[Dataset excerpts]
§

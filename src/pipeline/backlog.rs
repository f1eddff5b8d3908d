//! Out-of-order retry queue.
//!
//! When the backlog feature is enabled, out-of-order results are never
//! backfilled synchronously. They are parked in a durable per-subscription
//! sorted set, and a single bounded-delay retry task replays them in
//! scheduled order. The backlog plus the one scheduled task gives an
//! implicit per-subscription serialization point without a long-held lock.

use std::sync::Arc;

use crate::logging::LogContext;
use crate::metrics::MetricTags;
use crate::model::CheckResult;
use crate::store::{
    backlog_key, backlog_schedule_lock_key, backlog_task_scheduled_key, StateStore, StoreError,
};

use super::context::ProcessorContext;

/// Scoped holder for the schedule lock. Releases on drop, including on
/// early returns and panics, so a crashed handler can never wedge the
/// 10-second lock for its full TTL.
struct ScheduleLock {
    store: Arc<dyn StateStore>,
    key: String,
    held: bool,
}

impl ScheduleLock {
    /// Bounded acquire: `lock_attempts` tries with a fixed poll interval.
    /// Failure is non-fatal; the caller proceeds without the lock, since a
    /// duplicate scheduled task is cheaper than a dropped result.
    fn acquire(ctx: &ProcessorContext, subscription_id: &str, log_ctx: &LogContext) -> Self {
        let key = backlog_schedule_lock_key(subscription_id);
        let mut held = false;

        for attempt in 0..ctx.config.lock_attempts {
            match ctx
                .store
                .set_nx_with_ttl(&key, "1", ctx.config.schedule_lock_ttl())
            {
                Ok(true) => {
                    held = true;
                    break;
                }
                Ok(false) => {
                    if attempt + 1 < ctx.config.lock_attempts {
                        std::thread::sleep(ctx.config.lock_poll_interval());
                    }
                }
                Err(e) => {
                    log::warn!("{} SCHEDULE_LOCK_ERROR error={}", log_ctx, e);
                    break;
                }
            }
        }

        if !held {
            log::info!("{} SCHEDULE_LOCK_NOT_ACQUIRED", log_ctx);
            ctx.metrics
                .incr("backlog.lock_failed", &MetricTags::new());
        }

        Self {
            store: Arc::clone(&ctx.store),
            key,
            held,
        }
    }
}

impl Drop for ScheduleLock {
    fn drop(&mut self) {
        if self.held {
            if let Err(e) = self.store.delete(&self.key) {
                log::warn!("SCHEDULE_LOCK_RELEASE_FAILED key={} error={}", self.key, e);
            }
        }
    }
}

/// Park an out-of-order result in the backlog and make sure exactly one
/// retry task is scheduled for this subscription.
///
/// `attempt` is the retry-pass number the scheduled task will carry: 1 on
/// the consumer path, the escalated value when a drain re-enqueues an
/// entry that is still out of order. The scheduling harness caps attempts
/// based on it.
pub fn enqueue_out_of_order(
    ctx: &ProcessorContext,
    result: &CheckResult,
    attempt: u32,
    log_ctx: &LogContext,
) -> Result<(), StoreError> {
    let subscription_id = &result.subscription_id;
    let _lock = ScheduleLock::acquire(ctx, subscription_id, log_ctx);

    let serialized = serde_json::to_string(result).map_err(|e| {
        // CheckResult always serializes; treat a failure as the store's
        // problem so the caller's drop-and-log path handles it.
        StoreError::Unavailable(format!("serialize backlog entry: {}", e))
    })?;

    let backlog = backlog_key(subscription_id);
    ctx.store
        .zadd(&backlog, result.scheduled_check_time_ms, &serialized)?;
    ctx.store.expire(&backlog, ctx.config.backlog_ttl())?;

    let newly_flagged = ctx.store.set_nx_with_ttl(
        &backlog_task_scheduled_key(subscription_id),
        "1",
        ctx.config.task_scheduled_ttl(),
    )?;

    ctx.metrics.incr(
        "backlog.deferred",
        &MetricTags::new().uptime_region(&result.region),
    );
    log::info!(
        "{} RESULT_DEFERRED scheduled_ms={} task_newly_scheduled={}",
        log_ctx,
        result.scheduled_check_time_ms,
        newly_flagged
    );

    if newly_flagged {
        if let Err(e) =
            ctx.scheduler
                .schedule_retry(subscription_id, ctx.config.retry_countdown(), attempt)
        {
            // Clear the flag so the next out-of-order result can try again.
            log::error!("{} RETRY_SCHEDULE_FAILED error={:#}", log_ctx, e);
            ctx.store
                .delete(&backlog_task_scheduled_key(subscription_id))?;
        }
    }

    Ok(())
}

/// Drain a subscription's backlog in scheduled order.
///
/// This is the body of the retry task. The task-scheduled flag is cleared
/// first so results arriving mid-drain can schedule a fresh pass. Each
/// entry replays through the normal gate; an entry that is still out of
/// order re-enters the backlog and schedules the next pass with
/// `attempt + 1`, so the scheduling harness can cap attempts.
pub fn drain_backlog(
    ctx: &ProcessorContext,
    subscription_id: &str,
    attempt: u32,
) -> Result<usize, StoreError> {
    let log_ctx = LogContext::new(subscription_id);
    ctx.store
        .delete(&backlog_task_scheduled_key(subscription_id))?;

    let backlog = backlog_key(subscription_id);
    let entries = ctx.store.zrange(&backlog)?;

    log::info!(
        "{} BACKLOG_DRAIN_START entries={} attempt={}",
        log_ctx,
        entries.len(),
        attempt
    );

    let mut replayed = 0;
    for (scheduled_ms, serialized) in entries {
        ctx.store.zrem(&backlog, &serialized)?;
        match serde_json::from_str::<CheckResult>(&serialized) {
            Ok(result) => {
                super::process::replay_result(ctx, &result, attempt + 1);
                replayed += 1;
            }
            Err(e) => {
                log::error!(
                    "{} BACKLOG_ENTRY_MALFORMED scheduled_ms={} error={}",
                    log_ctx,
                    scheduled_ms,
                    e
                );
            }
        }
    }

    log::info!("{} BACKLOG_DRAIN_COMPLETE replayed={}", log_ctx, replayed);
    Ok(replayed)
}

§

(Exercise) Whatever appears in the lines above should be copied exactly.

(Response box)
filename src/pipeline/backlog.rs
repository f1eddff5b8d3908d
//! Out-of-order retry queue.
//!
//! When the backlog feature is enabled, out-of-order results are never
//! backfilled synchronously. They are parked in a durable per-subscription
//! sorted set, and a single bounded-delay retry task replays them in
//! scheduled order. The backlog plus the one scheduled task gives an
//! implicit per-subscription serialization point without a long-held lock.

use std::sync::Arc;

use crate::logging::LogContext;
use crate::metrics::MetricTags;
use crate::model::CheckResult;
use crate::store::{
    backlog_key, backlog_schedule_lock_key, backlog_task_scheduled_key, StateStore, StoreError,
};

use super::context::ProcessorContext;

/// Scoped holder for the schedule lock. Releases on drop, including on
/// early returns and panics, so a crashed handler can never wedge the
/// 10-second lock for its full TTL.
struct ScheduleLock {
    store: Arc<dyn StateStore>,
    key: String,
    held: bool,
}

impl ScheduleLock {
    /// Bounded acquire: `lock_attempts` tries with a fixed poll interval.
    /// Failure is non-fatal; the caller proceeds without the lock, since a
    /// duplicate scheduled task is cheaper than a dropped result.
    fn acquire(ctx: &ProcessorContext, subscription_id: &str, log_ctx: &LogContext) -> Self {
        let key = backlog_schedule_lock_key(subscription_id);
        let mut held = false;

        for attempt in 0..ctx.config.lock_attempts {
            match ctx
                .store
                .set_nx_with_ttl(&key, "1", ctx.config.schedule_lock_ttl())
            {
                Ok(true) => {
                    held = true;
                    break;
                }
                Ok(false) => {
                    if attempt + 1 < ctx.config.lock_attempts {
                        std::thread::sleep(ctx.config.lock_poll_interval());
                    }
                }
                Err(e) => {
                    log::warn!("{} SCHEDULE_LOCK_ERROR error={}", log_ctx, e);
                    break;
                }
            }
        }

        if !held {
            log::info!("{} SCHEDULE_LOCK_NOT_ACQUIRED", log_ctx);
            ctx.metrics
                .incr("backlog.lock_failed", &MetricTags::new());
        }

        Self {
            store: Arc::clone(&ctx.store),
            key,
            held,
        }
    }
}

impl Drop for ScheduleLock {
    fn drop(&mut self) {
        if self.held {
            if let Err(e) = self.store.delete(&self.key) {
                log::warn!("SCHEDULE_LOCK_RELEASE_FAILED key={} error={}", self.key, e);
            }
        }
    }
}

/// Park an out-of-order result in the backlog and make sure exactly one
/// retry task is scheduled for this subscription.
///
/// `attempt` is the retry-pass number the scheduled task will carry: 1 on
/// the consumer path, the escalated value when a drain re-enqueues an
/// entry that is still out of order. The scheduling harness caps attempts
/// based on it.
pub fn enqueue_out_of_order(
    ctx: &ProcessorContext,
    result: &CheckResult,
    attempt: u32,
    log_ctx: &LogContext,
) -> Result<(), StoreError> {
    let subscription_id = &result.subscription_id;
    let _lock = ScheduleLock::acquire(ctx, subscription_id, log_ctx);

    let serialized = serde_json::to_string(result).map_err(|e| {
        // CheckResult always serializes; treat a failure as the store's
        // problem so the caller's drop-and-log path handles it.
        StoreError::Unavailable(format!("serialize backlog entry: {}", e))
    })?;

    let backlog = backlog_key(subscription_id);
    ctx.store
        .zadd(&backlog, result.scheduled_check_time_ms, &serialized)?;
    ctx.store.expire(&backlog, ctx.config.backlog_ttl())?;

    let newly_flagged = ctx.store.set_nx_with_ttl(
        &backlog_task_scheduled_key(subscription_id),
        "1",
        ctx.config.task_scheduled_ttl(),
    )?;

    ctx.metrics.incr(
        "backlog.deferred",
        &MetricTags::new().uptime_region(&result.region),
    );
    log::info!(
        "{} RESULT_DEFERRED scheduled_ms={} task_newly_scheduled={}",
        log_ctx,
        result.scheduled_check_time_ms,
        newly_flagged
    );

    if newly_flagged {
        if let Err(e) =
            ctx.scheduler
                .schedule_retry(subscription_id, ctx.config.retry_countdown(), attempt)
        {
            // Clear the flag so the next out-of-order result can try again.
            log::error!("{} RETRY_SCHEDULE_FAILED error={:#}", log_ctx, e);
            ctx.store
                .delete(&backlog_task_scheduled_key(subscription_id))?;
        }
    }

    Ok(())
}

/// Drain a subscription's backlog in scheduled order.
///
/// This is the body of the retry task. The task-scheduled flag is cleared
/// first so results arriving mid-drain can schedule a fresh pass. Each
/// entry replays through the normal gate; an entry that is still out of
/// order re-enters the backlog and schedules the next pass with
/// `attempt + 1`, so the scheduling harness can cap attempts.
pub fn drain_backlog(
    ctx: &ProcessorContext,
    subscription_id: &str,
    attempt: u32,
) -> Result<usize, StoreError> {
    let log_ctx = LogContext::new(subscription_id);
    ctx.store
        .delete(&backlog_task_scheduled_key(subscription_id))?;

    let backlog = backlog_key(subscription_id);
    let entries = ctx.store.zrange(&backlog)?;

    log::info!(
        "{} BACKLOG_DRAIN_START entries={} attempt={}",
        log_ctx,
        entries.len(),
        attempt
    );

    let mut replayed = 0;
    for (scheduled_ms, serialized) in entries {
        ctx.store.zrem(&backlog, &serialized)?;
        match serde_json::from_str::<CheckResult>(&serialized) {
            Ok(result) => {
                super::process::replay_result(ctx, &result, attempt + 1);
                replayed += 1;
            }
            Err(e) => {
                log::error!(
                    "{} BACKLOG_ENTRY_MALFORMED scheduled_ms={} error={}",
                    log_ctx,
                    scheduled_ms,
                    e
                );
            }
        }
    }

    log::info!("{} BACKLOG_DRAIN_COMPLETE replayed={}", log_ctx, replayed);
    Ok(replayed)
}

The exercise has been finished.